# HTGSupply Coupon Code



## md.apothecary (Feb 7, 2008)

There is an item on HTGSupply I want to order, but I noticed they have a spot for a discount code. I wanted to see if anyone had some discount codes? I haven't been able to locate any online.

GOT SOME?


----------



## octobong007 (Feb 8, 2008)

if you cant find a code, just call them, they might throw a little something in...never hurts trying.


----------



## md.apothecary (Feb 8, 2008)

I have contacted them via email. If I hear back about anything, I will keep you peeps posted. HOPEFULLY, they will hand out a coupon code or something!


----------



## allgrownup (Feb 9, 2008)

I like this company.

i wanted an item on their ebay site cuz it was cheaper than their main site.  but i needed some **** from their main site as well.  so i called them up and they put the same item on the ebay site in with the others and mailed them free shipping. 

so i got the item at a discount and free shipping.  Nice   :aok:


----------



## Kupunakane (Feb 9, 2008)

Don't ya just love learning how to work something to your advantage ?
LOL,  Good Luck with that coupon stuff, Let us hear what you come up with.
smoke in peace
KingKahuuna


----------



## md.apothecary (Feb 9, 2008)

The items I am looking at (150w and 250w HPS) are the same price on ebay as they are on their site.

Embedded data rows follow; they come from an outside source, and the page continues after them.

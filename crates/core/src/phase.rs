use std::collections::HashMap;

use ndarray::{Array1, Array2};
use serde::{Deserialize, Serialize};
use uom::si::{
    dynamic_viscosity::pascal_second,
    f64::{DynamicViscosity, Length, MassDensity},
    length::meter,
    mass_density::kilogram_per_cubic_meter,
};

use crate::{
    error::{ConfigError, EvaluationError},
    field::{ScalarField, VectorField, uniform},
};

/// The residual volume fraction used when none is configured.
pub const DEFAULT_RESIDUAL_ALPHA: f64 = 1e-6;

/// Constant material properties of a phase.
///
/// Quantities deserialize from numbers in SI base units.
#[derive(Debug, Clone, Copy, PartialEq, Serialize, Deserialize)]
pub struct PhaseProperties {
    pub density: MassDensity,
    pub viscosity: DynamicViscosity,

    /// Characteristic diameter, required whenever the phase is dispersed.
    #[serde(default)]
    pub diameter: Option<Length>,

    /// Volume fraction below which the phase is treated as absent.
    #[serde(default = "default_residual_alpha")]
    pub residual_alpha: f64,
}

fn default_residual_alpha() -> f64 {
    DEFAULT_RESIDUAL_ALPHA
}

impl PhaseProperties {
    /// Creates properties for a phase without a diameter.
    #[must_use]
    pub fn new(density: MassDensity, viscosity: DynamicViscosity) -> Self {
        Self {
            density,
            viscosity,
            diameter: None,
            residual_alpha: DEFAULT_RESIDUAL_ALPHA,
        }
    }

    #[must_use]
    pub fn with_diameter(self, diameter: Length) -> Self {
        Self {
            diameter: Some(diameter),
            ..self
        }
    }

    #[must_use]
    pub fn with_residual_alpha(self, residual_alpha: f64) -> Self {
        Self {
            residual_alpha,
            ..self
        }
    }
}

/// Turbulence fields of a phase, supplied by an external turbulence model.
#[derive(Debug, Clone, PartialEq)]
pub struct Turbulence {
    /// Turbulent kinetic energy `k`.
    pub k: ScalarField,

    /// Turbulent kinematic viscosity `νt`.
    pub nut: ScalarField,
}

/// A named phase and its current field state.
#[derive(Debug, Clone, PartialEq)]
pub struct Phase {
    name: String,
    index: usize,
    properties: PhaseProperties,
    alpha: ScalarField,
    velocity: VectorField,
    acceleration: VectorField,
    turbulence: Option<Turbulence>,
}

impl Phase {
    fn new(name: String, index: usize, properties: PhaseProperties, n_cells: usize) -> Self {
        Self {
            name,
            index,
            properties,
            alpha: Array1::zeros(n_cells),
            velocity: Array2::zeros((n_cells, 3)),
            acceleration: Array2::zeros((n_cells, 3)),
            turbulence: None,
        }
    }

    #[must_use]
    pub fn name(&self) -> &str {
        &self.name
    }

    /// Returns the position of this phase within its [`PhaseSet`].
    #[must_use]
    pub fn index(&self) -> usize {
        self.index
    }

    #[must_use]
    pub fn properties(&self) -> &PhaseProperties {
        &self.properties
    }

    /// Density in kg/m³.
    #[must_use]
    pub fn density(&self) -> f64 {
        self.properties.density.get::<kilogram_per_cubic_meter>()
    }

    /// Dynamic viscosity in Pa·s.
    #[must_use]
    pub fn viscosity(&self) -> f64 {
        self.properties.viscosity.get::<pascal_second>()
    }

    /// Kinematic viscosity in m²/s.
    #[must_use]
    pub fn kinematic_viscosity(&self) -> f64 {
        self.viscosity() / self.density()
    }

    /// Diameter in m.
    ///
    /// # Errors
    ///
    /// Returns [`EvaluationError::MissingDiameter`] if the phase has none.
    pub fn diameter(&self) -> Result<f64, EvaluationError> {
        self.properties
            .diameter
            .map(|d| d.get::<meter>())
            .ok_or_else(|| EvaluationError::MissingDiameter(self.name.clone()))
    }

    #[must_use]
    pub fn residual_alpha(&self) -> f64 {
        self.properties.residual_alpha
    }

    /// Volume fraction per cell.
    #[must_use]
    pub fn alpha(&self) -> &ScalarField {
        &self.alpha
    }

    /// Velocity per cell.
    #[must_use]
    pub fn velocity(&self) -> &VectorField {
        &self.velocity
    }

    /// Material acceleration `DU/Dt` per cell.
    #[must_use]
    pub fn acceleration(&self) -> &VectorField {
        &self.acceleration
    }

    /// # Errors
    ///
    /// Returns [`EvaluationError::MissingTurbulence`] if no turbulence fields are set.
    pub fn turbulence(&self) -> Result<&Turbulence, EvaluationError> {
        self.turbulence
            .as_ref()
            .ok_or_else(|| EvaluationError::MissingTurbulence(self.name.clone()))
    }

    /// Replaces the volume fraction field.
    ///
    /// # Errors
    ///
    /// Returns [`EvaluationError::ShapeMismatch`] if `alpha` has the wrong length.
    pub fn set_alpha(&mut self, alpha: ScalarField) -> Result<(), EvaluationError> {
        check_len("alpha", self.alpha.len(), alpha.len())?;
        self.alpha = alpha;
        Ok(())
    }

    /// Sets the same volume fraction in every cell.
    pub fn set_uniform_alpha(&mut self, alpha: f64) {
        self.alpha = uniform(self.alpha.len(), alpha);
    }

    /// Replaces the velocity field.
    ///
    /// # Errors
    ///
    /// Returns [`EvaluationError::ShapeMismatch`] if `velocity` is not one
    /// three-component row per cell.
    pub fn set_velocity(&mut self, velocity: VectorField) -> Result<(), EvaluationError> {
        check_vector("velocity", self.velocity.nrows(), &velocity)?;
        self.velocity = velocity;
        Ok(())
    }

    /// Replaces the material acceleration field.
    ///
    /// # Errors
    ///
    /// Returns [`EvaluationError::ShapeMismatch`] if `acceleration` is not
    /// one three-component row per cell.
    pub fn set_acceleration(&mut self, acceleration: VectorField) -> Result<(), EvaluationError> {
        check_vector("acceleration", self.acceleration.nrows(), &acceleration)?;
        self.acceleration = acceleration;
        Ok(())
    }

    /// Sets the turbulence fields.
    ///
    /// # Errors
    ///
    /// Returns [`EvaluationError::ShapeMismatch`] if either field has the wrong length.
    pub fn set_turbulence(&mut self, turbulence: Turbulence) -> Result<(), EvaluationError> {
        check_len("k", self.alpha.len(), turbulence.k.len())?;
        check_len("nut", self.alpha.len(), turbulence.nut.len())?;
        self.turbulence = Some(turbulence);
        Ok(())
    }

    /// Replaces the constant properties.
    pub fn set_properties(&mut self, properties: PhaseProperties) {
        self.properties = properties;
    }
}

fn check_len(field: &'static str, expected: usize, found: usize) -> Result<(), EvaluationError> {
    if expected == found {
        Ok(())
    } else {
        Err(EvaluationError::ShapeMismatch {
            field,
            expected,
            found,
        })
    }
}

fn check_vector(
    field: &'static str,
    n_cells: usize,
    value: &VectorField,
) -> Result<(), EvaluationError> {
    check_len(field, n_cells, value.nrows())?;
    check_len(field, 3, value.ncols())
}

/// The phases of a system, in definition order.
///
/// Every phase holds fields over the same number of cells.
#[derive(Debug, Clone, Default, PartialEq)]
pub struct PhaseSet {
    n_cells: usize,
    phases: Vec<Phase>,
    indices: HashMap<String, usize>,
}

impl PhaseSet {
    /// Creates an empty set whose phases will hold `n_cells` values.
    #[must_use]
    pub fn new(n_cells: usize) -> Self {
        Self {
            n_cells,
            ..Self::default()
        }
    }

    /// Adds a phase with zero volume fraction and velocity, returning its index.
    ///
    /// # Errors
    ///
    /// Returns [`ConfigError::DuplicatePhase`] if the name is already taken.
    pub fn insert(
        &mut self,
        name: impl Into<String>,
        properties: PhaseProperties,
    ) -> Result<usize, ConfigError> {
        let name = name.into();
        if self.indices.contains_key(&name) {
            return Err(ConfigError::DuplicatePhase(name));
        }

        let index = self.phases.len();
        self.indices.insert(name.clone(), index);
        self.phases
            .push(Phase::new(name, index, properties, self.n_cells));
        Ok(index)
    }

    /// # Errors
    ///
    /// Returns [`EvaluationError::UnknownPhase`] if no phase has this name.
    pub fn index_of(&self, name: &str) -> Result<usize, EvaluationError> {
        self.indices
            .get(name)
            .copied()
            .ok_or_else(|| EvaluationError::UnknownPhase(name.to_owned()))
    }

    /// # Errors
    ///
    /// Returns [`EvaluationError::UnknownPhase`] if no phase has this name.
    pub fn get(&self, name: &str) -> Result<&Phase, EvaluationError> {
        let index = self.index_of(name)?;
        Ok(&self.phases[index])
    }

    /// # Errors
    ///
    /// Returns [`EvaluationError::UnknownPhase`] if no phase has this name.
    pub fn get_mut(&mut self, name: &str) -> Result<&mut Phase, EvaluationError> {
        let index = self.index_of(name)?;
        Ok(&mut self.phases[index])
    }

    #[must_use]
    pub fn by_index(&self, index: usize) -> Option<&Phase> {
        self.phases.get(index)
    }

    pub fn by_index_mut(&mut self, index: usize) -> Option<&mut Phase> {
        self.phases.get_mut(index)
    }

    #[must_use]
    pub fn contains(&self, name: &str) -> bool {
        self.indices.contains_key(name)
    }

    pub fn iter(&self) -> impl Iterator<Item = &Phase> {
        self.phases.iter()
    }

    pub fn iter_mut(&mut self) -> impl Iterator<Item = &mut Phase> {
        self.phases.iter_mut()
    }

    pub fn names(&self) -> impl Iterator<Item = &str> {
        self.phases.iter().map(Phase::name)
    }

    #[must_use]
    pub fn len(&self) -> usize {
        self.phases.len()
    }

    #[must_use]
    pub fn is_empty(&self) -> bool {
        self.phases.is_empty()
    }

    /// Returns the number of cells every phase field spans.
    #[must_use]
    pub fn n_cells(&self) -> usize {
        self.n_cells
    }
}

NO discount... actually cheaper for me to go through their website because shipping is $4.00 cheaper per item on their site than their flat rate prices on ebay.

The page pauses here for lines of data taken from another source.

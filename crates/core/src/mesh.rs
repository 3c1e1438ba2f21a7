//! The finite-volume operators interfacial models consume.
//!
//! Discretization lives outside this workspace. Closure models only need a
//! handful of operators from it, which the [`Mesh`] trait names. A small
//! reference implementation, [`LineMesh`], is provided for tests and demos.

mod line;

pub use line::{LineMesh, MeshError};

use crate::field::{ScalarField, VectorField, dot, mag};

/// Mesh geometry and discretization operators.
///
/// Cell fields have [`Mesh::n_cells`] locations and face fields have
/// [`Mesh::n_faces`] locations.
pub trait Mesh {
    /// Returns the number of cells.
    fn n_cells(&self) -> usize;

    /// Returns the number of faces.
    fn n_faces(&self) -> usize;

    /// Interpolates a cell scalar field to faces.
    fn interpolate(&self, field: &ScalarField) -> ScalarField;

    /// Interpolates a cell vector field to faces.
    fn interpolate_vector(&self, field: &VectorField) -> VectorField;

    /// Returns the face area vectors `Sf`.
    fn face_area_vectors(&self) -> &VectorField;

    /// Returns the surface-normal gradient of a cell field at each face.
    fn sn_grad(&self, field: &ScalarField) -> ScalarField;

    /// Returns the cell-centred gradient of a cell field.
    fn grad(&self, field: &ScalarField) -> VectorField;

    /// Returns the cell-centred curl of a cell vector field.
    fn curl(&self, field: &VectorField) -> VectorField;

    /// Returns the distance from each cell centre to the nearest wall.
    fn wall_distance(&self) -> &ScalarField;

    /// Returns the unit normal of the nearest wall at each cell, pointing into the domain.
    fn wall_normal(&self) -> &VectorField;

    /// Returns the face area magnitudes `|Sf|`.
    fn face_areas(&self) -> ScalarField {
        mag(self.face_area_vectors())
    }

    /// Returns the face flux `interpolate(field) · Sf` of a cell vector field.
    fn face_flux(&self, field: &VectorField) -> ScalarField {
        dot(&self.interpolate_vector(field), self.face_area_vectors())
    }
}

Still no word on coupon, but I emailed them lastnight, so I hope they reply today.


----------



## thestandard (Feb 9, 2008)

it'd be an awful idea to post the code here and use it.


----------



## octobong007 (Feb 9, 2008)

i dont know anything concerning their e-mail.  if you want a break cut for ya, best bet is doing it personal.  call and ask for tony, he's done great by me...e-mails are for strictly business...that usually dont get discounts...usually.  best of luck with those coupons.


----------



## I'ma Joker Midnight Toker (Feb 9, 2008)

md.apothecary said:
			
		

> There is an item on HTGSupply I want to order, but I noticed they have a spot for a discount code. I wanted to see if anyone had some discount codes? I haven't been able to locate any online.
> 
> GOT SOME?


Hey, you don't need the code. They are great folks and just call them and say you've seen their stuff on ebay and the site...can I get this deal and that deal and how about an additional discount if I buy a few things? I did this and they gave me a number of freebies, just for asking. So call them and use your flea market skills !!! They will work with you.


----------



## md.apothecary (Feb 9, 2008)

thestandard said:
			
		

> it'd be an awful idea to post the code here and use it.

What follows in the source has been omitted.